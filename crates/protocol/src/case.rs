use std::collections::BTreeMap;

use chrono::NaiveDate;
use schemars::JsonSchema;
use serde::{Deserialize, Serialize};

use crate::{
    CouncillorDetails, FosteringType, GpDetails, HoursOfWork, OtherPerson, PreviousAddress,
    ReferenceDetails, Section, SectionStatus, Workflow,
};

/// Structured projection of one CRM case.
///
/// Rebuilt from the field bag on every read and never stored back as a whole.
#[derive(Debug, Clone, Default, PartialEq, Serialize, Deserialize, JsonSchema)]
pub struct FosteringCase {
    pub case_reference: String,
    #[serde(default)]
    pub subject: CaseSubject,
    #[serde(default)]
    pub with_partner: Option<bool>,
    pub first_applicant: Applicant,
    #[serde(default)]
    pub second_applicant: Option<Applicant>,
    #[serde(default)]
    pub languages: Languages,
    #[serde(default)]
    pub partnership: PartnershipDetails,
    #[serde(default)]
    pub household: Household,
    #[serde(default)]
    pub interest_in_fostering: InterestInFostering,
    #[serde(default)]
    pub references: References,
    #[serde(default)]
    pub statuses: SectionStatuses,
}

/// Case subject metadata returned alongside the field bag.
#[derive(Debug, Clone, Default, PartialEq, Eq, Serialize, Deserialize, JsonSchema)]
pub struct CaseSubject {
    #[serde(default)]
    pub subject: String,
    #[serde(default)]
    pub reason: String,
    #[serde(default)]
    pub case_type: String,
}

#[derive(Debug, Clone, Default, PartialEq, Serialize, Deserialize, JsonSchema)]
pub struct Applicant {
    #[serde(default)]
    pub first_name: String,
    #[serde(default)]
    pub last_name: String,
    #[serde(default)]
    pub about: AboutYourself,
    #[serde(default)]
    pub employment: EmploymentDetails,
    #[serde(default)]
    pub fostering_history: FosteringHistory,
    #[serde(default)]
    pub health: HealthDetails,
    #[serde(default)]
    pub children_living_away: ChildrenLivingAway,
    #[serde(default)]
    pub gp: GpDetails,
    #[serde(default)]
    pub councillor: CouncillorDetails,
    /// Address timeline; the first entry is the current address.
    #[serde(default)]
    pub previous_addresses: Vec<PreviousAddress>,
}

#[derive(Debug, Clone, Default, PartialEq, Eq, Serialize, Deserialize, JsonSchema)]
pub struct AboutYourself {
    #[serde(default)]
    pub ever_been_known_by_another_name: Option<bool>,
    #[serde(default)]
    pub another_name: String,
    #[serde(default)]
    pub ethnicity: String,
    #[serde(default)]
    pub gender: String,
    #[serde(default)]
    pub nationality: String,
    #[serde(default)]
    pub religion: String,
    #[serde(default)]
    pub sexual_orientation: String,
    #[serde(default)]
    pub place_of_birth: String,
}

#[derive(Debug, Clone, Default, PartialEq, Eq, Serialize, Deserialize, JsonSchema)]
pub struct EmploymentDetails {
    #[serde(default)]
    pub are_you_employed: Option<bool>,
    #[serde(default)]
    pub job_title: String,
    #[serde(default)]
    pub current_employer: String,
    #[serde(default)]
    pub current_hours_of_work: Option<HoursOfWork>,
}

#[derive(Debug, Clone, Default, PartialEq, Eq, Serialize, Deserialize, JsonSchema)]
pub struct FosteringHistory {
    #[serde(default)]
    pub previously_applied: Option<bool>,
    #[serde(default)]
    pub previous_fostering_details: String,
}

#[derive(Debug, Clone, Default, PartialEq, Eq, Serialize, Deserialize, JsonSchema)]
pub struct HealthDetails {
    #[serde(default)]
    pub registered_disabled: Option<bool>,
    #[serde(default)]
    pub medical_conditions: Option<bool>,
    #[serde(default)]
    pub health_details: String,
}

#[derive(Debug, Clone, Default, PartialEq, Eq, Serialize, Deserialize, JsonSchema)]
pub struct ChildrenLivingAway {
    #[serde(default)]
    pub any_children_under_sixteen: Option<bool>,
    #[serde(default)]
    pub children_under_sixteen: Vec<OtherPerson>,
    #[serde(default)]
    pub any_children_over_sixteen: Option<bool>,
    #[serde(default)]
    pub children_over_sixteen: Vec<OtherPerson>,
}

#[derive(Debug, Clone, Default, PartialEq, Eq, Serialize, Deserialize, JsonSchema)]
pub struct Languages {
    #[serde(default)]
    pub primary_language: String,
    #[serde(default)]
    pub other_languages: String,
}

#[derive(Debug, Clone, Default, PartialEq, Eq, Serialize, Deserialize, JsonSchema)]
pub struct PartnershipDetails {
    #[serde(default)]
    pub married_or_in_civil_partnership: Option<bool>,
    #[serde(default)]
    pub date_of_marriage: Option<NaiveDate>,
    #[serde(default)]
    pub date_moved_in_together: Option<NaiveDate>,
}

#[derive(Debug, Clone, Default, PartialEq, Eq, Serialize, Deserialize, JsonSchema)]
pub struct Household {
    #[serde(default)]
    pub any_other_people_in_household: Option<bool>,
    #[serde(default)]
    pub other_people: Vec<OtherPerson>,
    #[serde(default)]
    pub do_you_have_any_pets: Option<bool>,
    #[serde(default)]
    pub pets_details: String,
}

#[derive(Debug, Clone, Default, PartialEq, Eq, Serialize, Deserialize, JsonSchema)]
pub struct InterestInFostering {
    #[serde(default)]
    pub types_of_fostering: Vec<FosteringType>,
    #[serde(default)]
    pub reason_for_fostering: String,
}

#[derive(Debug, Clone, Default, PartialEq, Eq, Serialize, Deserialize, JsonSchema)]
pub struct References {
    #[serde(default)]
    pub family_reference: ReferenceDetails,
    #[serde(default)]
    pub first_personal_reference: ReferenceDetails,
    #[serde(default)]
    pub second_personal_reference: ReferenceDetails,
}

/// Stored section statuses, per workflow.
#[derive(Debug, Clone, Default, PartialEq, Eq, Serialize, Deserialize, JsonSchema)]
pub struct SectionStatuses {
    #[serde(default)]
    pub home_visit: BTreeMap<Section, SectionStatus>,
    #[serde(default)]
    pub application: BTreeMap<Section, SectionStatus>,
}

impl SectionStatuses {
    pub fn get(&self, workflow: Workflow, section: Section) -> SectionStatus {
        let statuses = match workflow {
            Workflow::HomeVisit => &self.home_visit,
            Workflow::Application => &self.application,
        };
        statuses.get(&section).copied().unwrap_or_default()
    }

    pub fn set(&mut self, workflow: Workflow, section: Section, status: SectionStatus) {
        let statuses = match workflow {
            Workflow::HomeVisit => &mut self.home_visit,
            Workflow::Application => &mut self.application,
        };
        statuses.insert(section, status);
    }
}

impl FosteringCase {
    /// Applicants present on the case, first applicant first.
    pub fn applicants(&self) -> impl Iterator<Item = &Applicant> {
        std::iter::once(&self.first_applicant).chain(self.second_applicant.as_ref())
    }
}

> Task goal:
The lines needed are those in the data above that hold the string "FosteringHistory"; copy each of them.

> Your solution:
    pub fostering_history: FosteringHistory,
pub struct FosteringHistory {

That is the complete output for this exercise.